BOWEN’S DISEASE


Bowen’s disease is a localized intraepidermal squamous cell carcinoma of the skin that may progress into invasive carcinoma over many years. Bowen’s disease also occurs on the male and female genital mucosae and (rarely) in the oral mucosa as an erythroplakic, leukoplakic, or papillomatous lesion.

Bowen’s disease occurs most commonly on the skin, as a result of arsenic ingestion. It grows slowly as an enlarging erythematous patch, with little to suggest a malignant process. The histologic picture is very characteristic, with the epithelium exhibiting a significant loss of cellular polarity and orientation, increased and abnormal mitoses, multiple highly atypical hyperchromatic nuclei, and cellular pleomorphism. Individual cell keratinization at different levels of the epithelium is seen.
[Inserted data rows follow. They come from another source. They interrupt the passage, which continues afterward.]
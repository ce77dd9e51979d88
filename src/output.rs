//! Writers for the three on-disk result formats.
//!
//! The plot-data layout (`<key>.properties` holding `YVALUE=<value>`) is read
//! by the CI plotting job and must not change.

use std::fs;
use std::io::{self, BufWriter, Write};
use std::path::Path;

use log::info;
use serde::Serialize;
use serde_json::Value;

use crate::flatten::FlatMap;

/// Render a flattened leaf the way the plot files expect it: strings bare,
/// numbers in their shortest round-trip form. Exponents carry no padding
/// (`5e-5`, not `5e-05`), which plot readers parse as the same float.
pub fn render_value(value: &Value) -> String {
    match value {
        Value::String(s) => s.clone(),
        Value::Null => "None".to_string(),
        other => other.to_string(),
    }
}

/// One file per key: `<dst_dir>/<key>.properties` containing `YVALUE=<value>\n`.
pub fn write_plot_properties<P: AsRef<Path>>(data: &FlatMap, dst_dir: P) -> io::Result<()> {
    let dst_dir = dst_dir.as_ref();
    fs::create_dir_all(dst_dir)?;

    for (key, value) in data {
        let path = dst_dir.join(format!("{key}.properties"));
        fs::write(path, format!("YVALUE={}\n", render_value(value)))?;
    }

    info!(
        "wrote {} plot property files to {}",
        data.len(),
        dst_dir.display()
    );
    Ok(())
}

/// Single file, one `<path> = <value>` line per key.
pub fn write_properties_text<P: AsRef<Path>>(data: &FlatMap, path: P) -> io::Result<()> {
    let path = path.as_ref();
    if let Some(parent) = path.parent().filter(|p| !p.as_os_str().is_empty()) {
        fs::create_dir_all(parent)?;
    }

    let mut writer = BufWriter::new(fs::File::create(path)?);
    for (key, value) in data {
        writeln!(writer, "{key} = {}", render_value(value))?;
    }
    writer.flush()
}

/// Pretty-printed dump of the whole (unflattened) result.
pub fn write_json<T: Serialize, P: AsRef<Path>>(data: &T, path: P) -> io::Result<()> {
    let mut json = serde_json::to_string_pretty(data).map_err(io::Error::other)?;
    json.push('\n');
    fs::write(path, json)
}

#[cfg(test)]
mod tests {
    use super::*;
    use crate::flatten::flatten;
    use serde_json::json;
    use tempfile::tempdir;

    #[test]
    fn plot_property_file_contents() {
        let dir = tempdir().unwrap();
        let dst = dir.path().join("d");
        let mut data = FlatMap::new();
        data.insert("k".to_string(), json!(5));

        write_plot_properties(&data, &dst).unwrap();

        assert_eq!(fs::read_to_string(dst.join("k.properties")).unwrap(), "YVALUE=5\n");
    }

    #[test]
    fn plot_properties_create_nested_dirs_and_tolerate_existing() {
        let dir = tempdir().unwrap();
        let dst = dir.path().join("a").join("b");
        let data = flatten(&json!({"4_cpus": {"basic.baseline.start_time": 0.25}}));

        write_plot_properties(&data, &dst).unwrap();
        write_plot_properties(&data, &dst).unwrap();

        let written =
            fs::read_to_string(dst.join("4_cpus.basic.baseline.start_time.properties")).unwrap();
        assert_eq!(written, "YVALUE=0.25\n");
    }

    #[test]
    fn strings_are_written_unquoted() {
        let mut data = FlatMap::new();
        data.insert("name".to_string(), json!("sha2"));
        data.insert("missing".to_string(), Value::Null);
        assert_eq!(render_value(&data["name"]), "sha2");
        assert_eq!(render_value(&data["missing"]), "None");
        assert_eq!(render_value(&json!(2.0)), "2.0");
    }

    #[test]
    fn properties_text_one_line_per_key() {
        let dir = tempdir().unwrap();
        let path = dir.path().join("out").join("benchmarks.properties");
        let data = flatten(&json!({"b": 2, "a": {"x": "y"}}));

        write_properties_text(&data, &path).unwrap();

        assert_eq!(fs::read_to_string(&path).unwrap(), "a.x = y\nb = 2\n");
    }

    #[test]
    fn json_dump_is_deterministic() {
        let dir = tempdir().unwrap();
        let first = dir.path().join("1.json");
        let second = dir.path().join("2.json");
        let data = json!({"z": [1, 2], "a": {"m": null, "b": 1.5}});

        write_json(&data, &first).unwrap();
        write_json(&data, &second).unwrap();

        let text = fs::read_to_string(&first).unwrap();
        assert_eq!(text, fs::read_to_string(&second).unwrap());
        assert!(text.find("\"a\"").unwrap() < text.find("\"z\"").unwrap());
        let back: Value = serde_json::from_str(&text).unwrap();
        assert_eq!(back, data);
    }
}
//! Flattening of nested result trees into `path -> scalar` maps.
//!
//! Object keys are joined with `.`; array elements are addressed either as
//! `.N` (plot data) or `[N]` (combined property text). `null` leaves are
//! dropped, so optional measurements that were not taken never show up as
//! plot series.

use std::collections::BTreeMap;

use serde::Serialize;
use serde_json::Value;

/// Flattened view of a result tree. Values are always scalars.
pub type FlatMap = BTreeMap<String, Value>;

#[derive(Clone, Copy, Debug, Default, PartialEq, Eq)]
pub enum IndexStyle {
    /// `a.c.0`
    #[default]
    Dotted,
    /// `a.c[0]`
    Bracketed,
}

pub fn flatten(value: &Value) -> FlatMap {
    flatten_with(value, IndexStyle::Dotted)
}

pub fn flatten_with(value: &Value, style: IndexStyle) -> FlatMap {
    let mut dst = FlatMap::new();
    flatten_into(String::new(), value, style, &mut dst);
    dst
}

/// Serialize `data` and flatten the result.
pub fn flatten_serialize<T: Serialize>(
    data: &T,
    style: IndexStyle,
) -> serde_json::Result<FlatMap> {
    Ok(flatten_with(&serde_json::to_value(data)?, style))
}

fn flatten_into(prefix: String, value: &Value, style: IndexStyle, dst: &mut FlatMap) {
    match value {
        Value::Null => {}
        Value::Object(map) => {
            for (key, child) in map {
                let path = if prefix.is_empty() {
                    key.clone()
                } else {
                    format!("{prefix}.{key}")
                };
                flatten_into(path, child, style, dst);
            }
        }
        Value::Array(items) => {
            for (i, child) in items.iter().enumerate() {
                let path = match style {
                    IndexStyle::Dotted => format!("{prefix}.{i}"),
                    IndexStyle::Bracketed => format!("{prefix}[{i}]"),
                };
                flatten_into(path, child, style, dst);
            }
        }
        // Strings are leaves even though they could be iterated.
        Value::String(_) | Value::Number(_) | Value::Bool(_) => {
            dst.insert(prefix, value.clone());
        }
    }
}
Lesions of this type are often associated with visceral cancer.
Because of the clinical and histologic similarity between Bowen’s disease and erythroplakia (both of which can be characterized as red patches of the mucous membrane that histologically contain severely dysplastic epithelium or intraepithelial carcinoma), the question has been raised as to whether they are the same disorder.Current opinion, based on the comparison of oral erythroplakias with the oral lesions of Bowen’s disease, holds that they are separate disorders.
A nodular, benign, and virus-associated epithelial dysplasia with a histologic picture resembling Bowen’s disease (bowenoid papulosis) occurs on the genital mucosa of sexually active young adults and has been reported on multiple oral mucosal surfaces on rare occasions.